Reviews and notes
2010 Venice, Telluride, Toronto, Warsaw, Vancouver, Thessaloniki
2011 Sundance, Rotterdam, Glasgow, Adelaide, Belgrade, Hong Kong, San Francisco, Karlovy Vary, Wellington, Helsinki
A staggering political drama that could put you in mind of the intimate sweep of Bernardo Bertolucci, Incendies
feels like a mighty movie in our midst. The film seems sprung from a different era - the gloriously bold early '70s - or perhaps an alien studio system. The dislocation fits the material perfectly: Denis Villeneuve's family drama, based on a much chattier play by Wajdi Mouawad, takes place in a fictional Middle East country a lot like Lebanon... In Villeneuve's hands, we're delivered to revelatory terror: A fierce honor killing is eclipsed by a masterfully mounted siege on a Muslim bus by Christian soldiers. Quieter moments of personal reckoning carry explosive weight - to reveal more is to strip the film of its sad wisdom. The country may not exist, but the tale's truth is everywhere.
- Joshua Rothkopf, Time Out New York, 19 April 2011.
Now this is how you adapt a play for the screen. Not by opening up the action in extraneous, travelogue-minded ways. But by burrowing so deeply into the characters' psyches, their discoveries become your own and at some point you realize you're watching a better film than any you've seen since 2010.
The source material is the play Scorched
(2003) by Wajdi Mouawad, a Lebanese-born theater artist who emigrated to Quebec and then Montreal. Brilliantly adapted, his play has become the Oscar-nominated drama Incendies
by writer-director Denis Villeneuve. Both play and movie owe a debt to the Sophoclean tragedy Oedipus Rex
. It's a testament to the effectiveness of Mouawad's story, taking place in a Montreal-like city as well as an unnamed Middle Eastern country resembling Lebanon, that once you're hit with its enormous, logic-stretching revelation you're emotionally prepared to follow these people anywhere.
is no mere riff on a Greek mainstay. It is its own entity, delicate and fierce. Already I've risked making it sound like homework. It's not; it's an enthralling drama of survival. It begins simply, with a meeting of siblings. Grown twins Jeanne and Simon are told by a notary that their late mother's will requires them to deliver two sealed and utterly mysterious envelopes, one to their father (presumed dead but very much alive), the other to a brother they didn't realize existed.
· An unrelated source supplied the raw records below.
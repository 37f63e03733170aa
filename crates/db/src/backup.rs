// crates/db/src/backup.rs
//! Timestamped copies of the primary database file.
//!
//! Backups live in one flat directory as `peekaboo_backup_YYYYMMDD_HHMMSS.db`.
//! Ordering comes from the timestamp in the name, never from filesystem
//! metadata, so copies carried between machines keep their order.

use std::path::{Path, PathBuf};

use chrono::{Local, NaiveDateTime};
use serde::Serialize;
use tracing::{error, info, warn};

use crate::queries::clear_tables;
use crate::{Database, DbError, DbResult};

pub const BACKUP_PREFIX: &str = "peekaboo_backup_";
const BACKUP_SUFFIX: &str = ".db";
const BACKUP_TIMESTAMP_FORMAT: &str = "%Y%m%d_%H%M%S";
const SQLITE_HEADER: &[u8] = b"SQLite format 3\0";

/// File name of a backup taken at `at`.
pub fn backup_file_name(at: NaiveDateTime) -> String {
    format!(
        "{BACKUP_PREFIX}{}{BACKUP_SUFFIX}",
        at.format(BACKUP_TIMESTAMP_FORMAT)
    )
}

/// Timestamp encoded in a backup file name, if it is one.
pub fn parse_backup_name(name: &str) -> Option<NaiveDateTime> {
    let stamp = name
        .strip_prefix(BACKUP_PREFIX)?
        .strip_suffix(BACKUP_SUFFIX)?;
    NaiveDateTime::parse_from_str(stamp, BACKUP_TIMESTAMP_FORMAT).ok()
}

/// Whether `bytes` start like an SQLite 3 database file.
pub fn has_sqlite_header(bytes: &[u8]) -> bool {
    bytes.starts_with(SQLITE_HEADER)
}

/// One backup file found on disk.
#[derive(Debug, Clone, PartialEq, Eq, PartialOrd, Ord)]
pub struct BackupFile {
    pub created_at: NaiveDateTime,
    pub name: String,
    pub path: PathBuf,
}

/// Backup files in a directory, oldest first.
#[derive(Debug, Clone, Default)]
pub struct BackupSet {
    files: Vec<BackupFile>,
}

impl BackupSet {
    /// Collect every correctly named backup in `dir`. Other files are ignored.
    pub fn scan(dir: &Path) -> std::io::Result<Self> {
        let mut files = Vec::new();
        for entry in std::fs::read_dir(dir)? {
            let entry = entry?;
            if !entry.file_type()?.is_file() {
                continue;
            }
            let file_name = entry.file_name();
            let Some(name) = file_name.to_str() else {
                continue;
            };
            if let Some(created_at) = parse_backup_name(name) {
                files.push(BackupFile {
                    created_at,
                    name: name.to_string(),
                    path: entry.path(),
                });
            }
        }
        Ok(Self::from_files(files))
    }

    pub fn from_files(mut files: Vec<BackupFile>) -> Self {
        files.sort();
        Self { files }
    }

    pub fn len(&self) -> usize {
        self.files.len()
    }

    pub fn is_empty(&self) -> bool {
        self.files.is_empty()
    }

    pub fn latest(&self) -> Option<&BackupFile> {
        self.files.last()
    }

    pub fn newest_first(&self) -> impl Iterator<Item = &BackupFile> {
        self.files.iter().rev()
    }

    /// The oldest files beyond the newest `keep`.
    pub fn surplus(&self, keep: usize) -> &[BackupFile] {
        let excess = self.files.len().saturating_sub(keep);
        &self.files[..excess]
    }
}

/// Result of pruning old backups.
#[derive(Debug, Clone, Default, PartialEq, Eq)]
pub struct CleanupReport {
    pub removed: Vec<String>,
    pub failed: Vec<String>,
}

/// What happened when a backup was requested.
#[derive(Debug, Clone, PartialEq, Eq)]
pub enum BackupOutcome {
    Created {
        path: PathBuf,
        cleanup: CleanupReport,
    },
    /// There was no primary file to copy.
    Skipped,
    Failed(String),
}

impl BackupOutcome {
    pub fn path(&self) -> Option<&Path> {
        match self {
            BackupOutcome::Created { path, .. } => Some(path),
            _ => None,
        }
    }

    pub fn is_created(&self) -> bool {
        matches!(self, BackupOutcome::Created { .. })
    }
}

/// A backup as listed to clients.
#[derive(Debug, Clone, PartialEq, Eq, Serialize)]
pub struct BackupInfo {
    pub name: String,
    /// Formatted `YYYY-MM-DD HH:MM:SS`, from the file name.
    pub date: String,
    pub size_bytes: u64,
}

/// The backup directory.
#[derive(Debug, Clone)]
pub struct BackupStore {
    dir: PathBuf,
}

impl BackupStore {
    pub fn new(dir: impl Into<PathBuf>) -> Self {
        Self { dir: dir.into() }
    }

    pub fn dir(&self) -> &Path {
        &self.dir
    }

    /// Current backups. A missing or unreadable directory reads as empty.
    pub fn scan(&self) -> BackupSet {
        match BackupSet::scan(&self.dir) {
            Ok(set) => set,
            Err(e) if e.kind() == std::io::ErrorKind::NotFound => BackupSet::default(),
            Err(e) => {
                warn!(dir = %self.dir.display(), error = %e, "Failed to read backup directory");
                BackupSet::default()
            }
        }
    }

    /// Copy `primary` into a new backup stamped with the current local time.
    pub fn create_from(&self, primary: &Path, max_backups: u32) -> BackupOutcome {
        self.create_from_at(primary, Local::now().naive_local(), max_backups)
    }

    /// Copy `primary` into a backup stamped `at`, then prune to `max_backups`.
    ///
    /// A backup with the same second-resolution name is overwritten.
    pub fn create_from_at(
        &self,
        primary: &Path,
        at: NaiveDateTime,
        max_backups: u32,
    ) -> BackupOutcome {
        if !primary.exists() {
            info!(path = %primary.display(), "No database file to back up");
            return BackupOutcome::Skipped;
        }
        if let Err(e) = std::fs::create_dir_all(&self.dir) {
            warn!(dir = %self.dir.display(), error = %e, "Failed to create backup directory");
            return BackupOutcome::Failed(e.to_string());
        }

        let name = backup_file_name(at);
        let path = self.dir.join(&name);
        if let Err(e) = std::fs::copy(primary, &path) {
            warn!(backup = %name, error = %e, "Database backup failed");
            return BackupOutcome::Failed(e.to_string());
        }
        info!(backup = %name, "Database backed up");

        let cleanup = self.cleanup(max_backups);
        BackupOutcome::Created { path, cleanup }
    }

    /// Delete the oldest backups so at most `max_backups` remain.
    ///
    /// At least one backup is always kept. Deletion failures are logged and
    /// reported, never raised.
    pub fn cleanup(&self, max_backups: u32) -> CleanupReport {
        let keep = max_backups.max(1) as usize;
        let set = self.scan();
        let mut report = CleanupReport::default();

        for old in set.surplus(keep) {
            match std::fs::remove_file(&old.path) {
                Ok(()) => {
                    info!(backup = %old.name, "Deleted old backup");
                    report.removed.push(old.name.clone());
                }
                Err(e) => {
                    warn!(backup = %old.name, error = %e, "Failed to delete old backup");
                    report.failed.push(old.name.clone());
                }
            }
        }
        report
    }

    /// Copy the newest backup over `primary`. No-op without backups.
    pub fn restore_latest_to(&self, primary: &Path) -> Option<PathBuf> {
        let set = self.scan();
        let latest = set.latest()?;
        match std::fs::copy(&latest.path, primary) {
            Ok(_) => {
                warn!(backup = %latest.name, "Restored database from backup");
                Some(latest.path.clone())
            }
            Err(e) => {
                error!(backup = %latest.name, error = %e, "Failed to restore database from backup");
                None
            }
        }
    }

    /// Path of a named file in the backup directory.
    pub fn resolve(&self, name: &str) -> DbResult<PathBuf> {
        if name.is_empty() || name.contains(['/', '\\']) || name == "." || name == ".." {
            return Err(DbError::Validation(format!(
                "Invalid backup file name: {name}"
            )));
        }
        let path = self.dir.join(name);
        if !path.is_file() {
            return Err(DbError::NotFound(format!("Backup file not found: {name}")));
        }
        Ok(path)
    }

    /// Backups, newest first.
    pub fn list(&self) -> Vec<BackupInfo> {
        self.scan()
            .newest_first()
            .map(|file| BackupInfo {
                name: file.name.clone(),
                date: file.created_at.format("%Y-%m-%d %H:%M:%S").to_string(),
                size_bytes: std::fs::metadata(&file.path).map(|m| m.len()).unwrap_or(0),
            })
            .collect()
    }
}

fn ensure_sqlite(bytes: &[u8], name: &str) -> DbResult<()> {
    if has_sqlite_header(bytes) {
        Ok(())
    } else {
        Err(DbError::Validation(format!(
            "{name} is not an SQLite database file"
        )))
    }
}

impl Database {
    /// Back up the primary file, then prune to `max_backups`.
    pub async fn create_backup(&self, max_backups: u32) -> BackupOutcome {
        let _exclusive = self.file_lock.write().await;
        self.backup_blocking(max_backups).await
    }

    /// Prune backups to `max_backups` without taking a new one.
    pub fn cleanup_old_backups(&self, max_backups: u32) -> CleanupReport {
        self.backups.cleanup(max_backups)
    }

    /// Replace the primary file with the newest backup, if any.
    pub async fn restore_from_latest_backup(&self) -> Option<PathBuf> {
        let _exclusive = self.file_lock.write().await;
        self.restore_latest_blocking().await
    }

    /// Replace the primary file with a named backup.
    ///
    /// A safety backup of the current file is taken first. Returns its outcome.
    pub async fn restore_from_backup(
        &self,
        name: &str,
        max_backups: u32,
    ) -> DbResult<BackupOutcome> {
        let source = self.backups.resolve(name)?;
        // Read before the safety backup: pruning may delete the source.
        let bytes = tokio::fs::read(&source).await?;
        ensure_sqlite(&bytes, name)?;
        self.replace_primary(bytes, max_backups).await
    }

    /// Replace the primary file with an uploaded database.
    pub async fn restore_from_upload(
        &self,
        file_name: &str,
        bytes: &[u8],
        max_backups: u32,
    ) -> DbResult<BackupOutcome> {
        if file_name.is_empty() {
            return Err(DbError::Validation("No file selected".to_string()));
        }
        if !file_name.ends_with(BACKUP_SUFFIX) {
            return Err(DbError::Validation(
                "Please upload a .db file".to_string(),
            ));
        }
        ensure_sqlite(bytes, file_name)?;
        self.replace_primary(bytes.to_vec(), max_backups).await
    }

    async fn replace_primary(&self, bytes: Vec<u8>, max_backups: u32) -> DbResult<BackupOutcome> {
        let safety = {
            let _exclusive = self.file_lock.write().await;
            let store = self.backups.clone();
            let primary = self.db_path.clone();
            tokio::task::spawn_blocking(move || {
                let safety = store.create_from(&primary, max_backups);
                std::fs::write(&primary, bytes)?;
                Ok::<BackupOutcome, DbError>(safety)
            })
            .await
            .map_err(|e| DbError::Io(std::io::Error::other(e)))??
        };
        info!(path = %self.db_path.display(), "Database restored");

        // Older files may lack newer tables or indexes.
        self.run_migrations().await?;
        Ok(safety)
    }

    /// Take a safety backup, then delete every progress row and completion
    /// marker. Returns the safety backup's outcome.
    pub async fn reset_all_data(&self, max_backups: u32) -> DbResult<BackupOutcome> {
        let _exclusive = self.file_lock.write().await;
        let safety = self.backup_blocking(max_backups).await;

        let mut conn = self.try_open().await?;
        clear_tables(&mut conn).await?;
        sqlx::Connection::close(conn).await?;

        info!("All progress data reset");
        Ok(safety)
    }

    /// Run `BackupStore::create_from` on the blocking pool. The caller holds
    /// the exclusive lock.
    async fn backup_blocking(&self, max_backups: u32) -> BackupOutcome {
        let store = self.backups.clone();
        let primary = self.db_path.clone();
        tokio::task::spawn_blocking(move || store.create_from(&primary, max_backups))
            .await
            .unwrap_or_else(|e| {
                error!(error = %e, "Backup task failed");
                BackupOutcome::Failed(e.to_string())
            })
    }

    /// Run `BackupStore::restore_latest_to` on the blocking pool. The caller
    /// holds the exclusive lock.
    pub(crate) async fn restore_latest_blocking(&self) -> Option<PathBuf> {
        let store = self.backups.clone();
        let primary = self.db_path.clone();
        tokio::task::spawn_blocking(move || store.restore_latest_to(&primary))
            .await
            .unwrap_or_else(|e| {
                error!(error = %e, "Restore task failed");
                None
            })
    }
}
This requires a trip to the homeland of their mother, Nawal. Her early life was never much discussed. Incendies
gradually illustrates the reasons, weaving an intricate web of flashbacks, revealing more and more about Nawal's early pregnancy, her promise to track down her lost son, her involvement in one corner of her country's latest civil war. There is only one way Nawal's children can learn enough to become whole beings: by digging further and further back into the past.
Guiding the performances with an unerring hand, director Villeneuve removes all traces of schematics from Incendies
. Two performances are key. As Jeanne, the haunting Melissa Desormeaux-Poulin is an ideal audience-identification figure; even when the narrative events practically goad the performers into overstatement, she's there, quietly, holding back enough to pull us forward into every scene to which her character pays witness. Nawal is portrayed by Lubna Azabal, who conceals so much behind war-ravaged eyes, she rivets the attention even without saying a word.
As a six-year-old boy, playwright Mouawad witnessed a brutal attack by Christian militiamen on a bus carrying unarmed Palestinians outside Beirut. This was in retaliation for the unprovoked killing of a Christian outside a church. The revenge slaughter ignited a full-scale war. In Incendies
, a variation on this horrific scene becomes a piece of Nawal's puzzle. Every detail in the scene, as arranged and framed by Villeneuve (note the selectively unrealistic use of sound), adds to the impact without cheapening the visceral effect. Human beings do things like this every day, somewhere. Not monsters. Men.
The original play runs three hours, and its English-language version often groans under the weight of its brand of poetic language. The movie, nearly an hour shorter, moves like water and uses only as many words as needed to keep us oriented (some of the past/present jumps risk confusion) and ever-more compelled by Nawal's destiny. The opening shot of Incendies
shows a group of boys getting their heads shaved, presumably by those training them for a life of terrorism. One boy's eyes, fixed on the camera, are not easy to forget. Nothing in this remarkable drama is.
- Michael Phillips, Chicago Tribune, 28 April 2011.